The global crisis of climate change is one of the most complex and wicked of problems we currently face. It is a physical, technological and economic challenge, and one that raises questions right at the heart of our relationship with the environment in which we live. In the light of the IPCC’s most recent report, we face difficult decisions that will change every aspect of how we live.

Yet providing people with more scientific information has been shown to have little effect on the degree to which people care about the climate or understand the impact of human activity. Something else is needed to jolt us out of our current trajectory.

I am exploring the role of art as a route to knowing the environment in an alternative way. For my latest work, The Matter of the Soul, I hacked the electronics of lab equipment to transform them into musical instruments that play the sounds of melting ice. In the musical compositions and sculptural installations for this work, I explore the possibility of art to engender empathy with the Arctic ecosystem, and how dispersal of water, human movement and digital identity are three intrinsically interlinked processes of transformation relevant to climate change.

Immersed in the Arctic

I began the research for The Matter of the Soul sailing around Baffin Island in the Canadian High Arctic. I set up a temporary studio on the top deck of the ship Akademik Sergei Vavilov, where I could tinker with all of my equipment and explore the aesthetic of this fascinating place, so different from my European home.
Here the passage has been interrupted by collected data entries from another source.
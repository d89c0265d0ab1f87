//! Data-driven definitions and loaders for the stack system.
//!
//! This crate reads designer-authored TOML files into `stack-core`
//! types:
//! - stack rule catalogs (per-status bounds, flags and modifier rules)
//! - status libraries (lifecycle data plus note-tag triggers)
//! - equipment (stat bonuses plus note-tag triggers)
//! - usable items (stack gain effects)
//!
//! Note tags are parsed exactly once at load time by [`notes`]; the
//! core only ever sees typed trigger lists.

pub mod formats;
pub mod loaders;
pub mod notes;

pub use formats::{
    EquipmentEntry, EquipmentFile, ItemEntry, ItemFile, RuleEntry, StackStateEntry, StackStateFile,
    StateEntry, StateFile,
};
pub use loaders::{CatalogLoader, EquipmentLoader, ItemLoader, StackItem, StateLoader};
pub use notes::{parse_triggers, parse_use_effect};
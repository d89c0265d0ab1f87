//! Rule-driven stacking status effects for turn-based battles.
//!
//! `stack-core` defines the stacking model (counted status effects with
//! per-stack stat rules, event triggers and lifecycle automation) and
//! exposes pure APIs the host battle system drives. All stack mutation
//! flows through [`ledger::StackContext`], stat queries go through
//! [`aggregate::StatEngine`], and battle events enter via
//! [`events::EventBinder`].
pub mod aggregate;
pub mod battler;
pub mod catalog;
pub mod config;
pub mod error;
pub mod events;
pub mod formula;
pub mod ledger;
pub mod triggers;

pub use aggregate::{StackModifiers, StatEngine, StatModifierProvider};
pub use battler::{
    ActiveState, BaseTraits, Battler, ElementId, Equipment, ParamId, SParamId, StateId,
    StateLibrary, StateSpec, XParamId,
};
pub use catalog::{ModifierRule, StackStateDef, StateCatalog};
pub use config::{EngineConfig, ParamBounds};
pub use error::CatalogError;
pub use events::{DamageEvent, DamageKind, DamageResource, EventBinder};
pub use formula::{EvalContext, Formula, FormulaError, StackValue};
pub use ledger::{StackContext, StackLedger};
pub use triggers::{StackGain, Trigger, TriggerEvent, TriggerMatch, TriggerSelector, UseEffect};
//! Response DTOs for the cache daemon API
//!
//! Defines the structure of outgoing HTTP response bodies.

use std::collections::BTreeMap;
use std::time::Duration;

use serde::Serialize;
use uuid::Uuid;

use crate::cache::{CacheStats, TypePolicy, TypeTag};

/// Response body for storing a document (PUT /entries)
#[derive(Debug, Clone, Serialize)]
pub struct PutEntryResponse {
    /// Success message
    pub message: String,
    /// The key that was stored
    pub key: Uuid,
}

impl PutEntryResponse {
    pub fn new(key: Uuid) -> Self {
        Self {
            message: format!("Key '{}' stored successfully", key),
            key,
        }
    }
}

/// Response body for the eviction passes (POST /maintenance/*)
#[derive(Debug, Clone, Serialize)]
pub struct SweepResponse {
    /// Entries removed by this pass
    pub removed: usize,
    /// Entries left in the cache
    pub total_entries: usize,
}

/// Response body for clearing the cache (DELETE /entries)
#[derive(Debug, Clone, Serialize)]
pub struct ClearResponse {
    pub message: String,
    pub total_entries: usize,
}

impl ClearResponse {
    pub fn new(total_entries: usize) -> Self {
        Self {
            message: "Cache cleared".to_string(),
            total_entries,
        }
    }
}

/// One registered policy as exposed over HTTP
#[derive(Debug, Clone, Serialize)]
pub struct PolicyView {
    #[serde(rename = "type")]
    pub type_name: String,
    pub max_size: usize,
    pub max_age_secs: u64,
}

impl PolicyView {
    pub fn new(tag: &TypeTag, policy: &TypePolicy) -> Self {
        Self {
            type_name: tag.to_string(),
            max_size: policy.max_size,
            max_age_secs: policy.max_age.as_secs(),
        }
    }
}

/// Response body for the policy listing (GET /types)
#[derive(Debug, Clone, Serialize)]
pub struct PoliciesResponse {
    pub policies: Vec<PolicyView>,
}

/// Response body for the min-age endpoint (PUT /min-age)
#[derive(Debug, Clone, Serialize)]
pub struct MinAgeResponse {
    pub min_age_millis: u64,
}

impl MinAgeResponse {
    pub fn new(min_age: Duration) -> Self {
        Self {
            min_age_millis: min_age.as_millis() as u64,
        }
    }
}

/// Response body for the stats endpoint (GET /stats)
#[derive(Debug, Clone, Serialize)]
pub struct StatsResponse {
    /// Number of lookup hits
    pub hits: u64,
    /// Number of lookup misses
    pub misses: u64,
    /// Entries removed by pressure passes
    pub pressure_evictions: u64,
    /// Entries removed by clean passes
    pub expirations: u64,
    /// Current number of entries in cache
    pub total_entries: usize,
    /// Current entries per type
    pub entries_by_type: BTreeMap<String, usize>,
    /// Hit rate (hits / (hits + misses))
    pub hit_rate: f64,
    /// Current minimum age in milliseconds
    pub min_age_millis: u64,
}

impl StatsResponse {
    /// Creates a new StatsResponse from cache statistics
    pub fn new(stats: CacheStats, min_age: Duration) -> Self {
        Self {
            hit_rate: stats.hit_rate(),
            hits: stats.hits,
            misses: stats.misses,
            pressure_evictions: stats.pressure_evictions,
            expirations: stats.expirations,
            total_entries: stats.total_entries,
            entries_by_type: stats.entries_by_type,
            min_age_millis: min_age.as_millis() as u64,
        }
    }
}

/// Response body for the health endpoint (GET /health)
#[derive(Debug, Clone, Serialize)]
pub struct HealthResponse {
    /// Health status (e.g., "healthy")
    pub status: String,
    /// Current timestamp in ISO 8601 format
    pub timestamp: String,
}

impl HealthResponse {
    /// Creates a new HealthResponse with current timestamp
    pub fn healthy() -> Self {
        Self {
            status: "healthy".to_string(),
            timestamp: chrono::Utc::now().to_rfc3339(),
        }
    }
}

/// Error response body for all error conditions
#[derive(Debug, Clone, Serialize)]
pub struct ErrorResponse {
    /// Error message describing what went wrong
    pub error: String,
}

impl ErrorResponse {
    /// Creates a new ErrorResponse
    pub fn new(error: impl Into<String>) -> Self {
        Self {
            error: error.into(),
        }
    }
}

#[cfg(test)]
mod tests {
    use super::*;

    #[test]
    fn test_put_entry_response_serialize() {
        let key = Uuid::new_v4();
        let json = serde_json::to_string(&PutEntryResponse::new(key)).unwrap();
        assert!(json.contains(&key.to_string()));
        assert!(json.contains("successfully"));
    }

    #[test]
    fn test_policy_view_serialize() {
        let view = PolicyView::new(
            &TypeTag::from("customer"),
            &TypePolicy::new(10, Some(Duration::from_secs(5))),
        );
        let json = serde_json::to_value(&view).unwrap();
        assert_eq!(json["type"], "customer");
        assert_eq!(json["max_size"], 10);
        assert_eq!(json["max_age_secs"], 5);
    }

    #[test]
    fn test_stats_response_hit_rate() {
        let stats = CacheStats {
            hits: 80,
            misses: 20,
            ..CacheStats::default()
        };
        let resp = StatsResponse::new(stats, Duration::from_secs(30));
        assert!((resp.hit_rate - 0.8).abs() < 0.001);
        assert_eq!(resp.min_age_millis, 30_000);
    }

    #[test]
    fn test_stats_response_zero_requests() {
        let resp = StatsResponse::new(CacheStats::default(), Duration::ZERO);
        assert_eq!(resp.hit_rate, 0.0);
    }

    #[test]
    fn test_health_response_serialize() {
        let resp = HealthResponse::healthy();
        let json = serde_json::to_string(&resp).unwrap();
        assert!(json.contains("healthy"));
        assert!(json.contains("timestamp"));
    }

    #[test]
    fn test_error_response_serialize() {
        let resp = ErrorResponse::new("Something went wrong");
        let json = serde_json::to_string(&resp).unwrap();
        assert!(json.contains("error"));
        assert!(json.contains("Something went wrong"));
    }
}
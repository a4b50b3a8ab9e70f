//! API Routes
//!
//! Configures the Axum router with all cache daemon endpoints.

use axum::{
    routing::{get, post, put},
    Router,
};
use tower_http::{
    cors::{Any, CorsLayer},
    trace::TraceLayer,
};

use super::handlers::{
    clean_handler, clear_handler, get_entry_handler, health_handler, list_types_handler,
    put_entry_handler, reduce_pressure_handler, register_type_handler, set_min_age_handler,
    stats_handler, AppState,
};

/// Creates the main router with all endpoints configured.
///
/// # Endpoints
/// - `PUT /entries` - Add or update a document
/// - `GET /entries/:key` - Look a document up by key
/// - `DELETE /entries` - Clear the cache
/// - `GET /types` - List registered policies
/// - `PUT /types/:type` - Register or replace a policy
/// - `PUT /min-age` - Change the minimum age for pressure passes
/// - `POST /maintenance/reduce-pressure` - Run a pressure pass now
/// - `POST /maintenance/clean` - Run an expiry pass now
/// - `GET /stats` - Get cache statistics
/// - `GET /health` - Health check endpoint
///
/// # Middleware
/// - CORS: Allows any origin
/// - Tracing: Logs all requests
pub fn create_router(state: AppState) -> Router {
    let cors = CorsLayer::new()
        .allow_origin(Any)
        .allow_methods(Any)
        .allow_headers(Any);

    Router::new()
        .route("/entries", put(put_entry_handler).delete(clear_handler))
        .route("/entries/:key", get(get_entry_handler))
        .route("/types", get(list_types_handler))
        .route("/types/:type", put(register_type_handler))
        .route("/min-age", put(set_min_age_handler))
        .route("/maintenance/reduce-pressure", post(reduce_pressure_handler))
        .route("/maintenance/clean", post(clean_handler))
        .route("/stats", get(stats_handler))
        .route("/health", get(health_handler))
        .layer(cors)
        .layer(TraceLayer::new_for_http())
        .with_state(state)
}
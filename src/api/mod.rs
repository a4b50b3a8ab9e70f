//! API Module
//!
//! HTTP handlers and routing exposing the document cache.
//!
//! # Endpoints
//! - `PUT /entries`, `GET /entries/:key`, `DELETE /entries` - entry operations
//! - `GET /types`, `PUT /types/:type` - policy table
//! - `PUT /min-age` - pressure pass safety valve
//! - `POST /maintenance/reduce-pressure`, `POST /maintenance/clean` - eviction passes
//! - `GET /stats`, `GET /health` - introspection

pub mod handlers;
pub mod routes;

pub use handlers::*;
pub use routes::create_router;
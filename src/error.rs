//! Error types for the cache
//!
//! Provides unified error handling using thiserror.

use axum::{
    http::StatusCode,
    response::{IntoResponse, Response},
    Json,
};
use thiserror::Error;

use crate::models::ErrorResponse;

// == Cache Error Enum ==
/// Unified error type for the cache and its HTTP surface.
#[derive(Error, Debug)]
pub enum CacheError {
    /// Key not present in the cache
    #[error("Key not found: {0}")]
    NotFound(String),

    /// Key is nil or malformed
    #[error("Invalid key: {0}")]
    InvalidKey(String),

    /// Invalid request data
    #[error("Invalid request: {0}")]
    InvalidRequest(String),

    /// Value type has no policy and auto-registration is off
    #[error("Unregistered cache type: {0}")]
    UnregisteredType(String),
}

// == IntoResponse Implementation ==
impl IntoResponse for CacheError {
    fn into_response(self) -> Response {
        let status = match &self {
            CacheError::NotFound(_) => StatusCode::NOT_FOUND,
            CacheError::InvalidKey(_) => StatusCode::BAD_REQUEST,
            CacheError::InvalidRequest(_) => StatusCode::BAD_REQUEST,
            CacheError::UnregisteredType(_) => StatusCode::UNPROCESSABLE_ENTITY,
        };

        (status, Json(ErrorResponse::new(self.to_string()))).into_response()
    }
}

// == Result Type Alias ==
/// Convenience Result type for the cache.
pub type Result<T> = std::result::Result<T, CacheError>;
The light in the Arctic was incredible. It felt like the sun touched me differently. But what struck me most was how much personality the water there had. Lumps of ice and mini-icebergs are strewn across the barren landscape, perching on top of rocks like seagulls or floating next to tiny islands as if they’re biding their time, waiting for their chance. The meltwater from glaciers crashed joyously down rock faces, surging into the ocean. Icebergs created a time all for themselves, distorting our reality when we intersected them.

Ice water. Wildestanimal/Shutterstock

Around the ship, and on land in the open, rocky landscapes, I interviewed visitors to and residents based around Baffin Island. But I also captured the voice of the ocean and ice. I wanted to draw an analogy between bodies of water and human culture. To capture the voice of the water, I decided to explore the chemical consequences of ice melting.

Ice and seawater are the coming together of individual water molecules, just as culture emerges from the coming together of individual human beings. Water in ice both has its behaviour shaped by its environment and constructs this environment, just as we human beings are shaped by and construct our culture. When glaciers and icebergs melt, individual water molecules begin an adventure of dispersal that could take them as far as Mexico. The behaviour and trajectories of molecules are changed by the ocean that they have joined and become part of, just as when we travel – either for tourism or migration – we change and exchange with the cultures we encounter, and within ourselves.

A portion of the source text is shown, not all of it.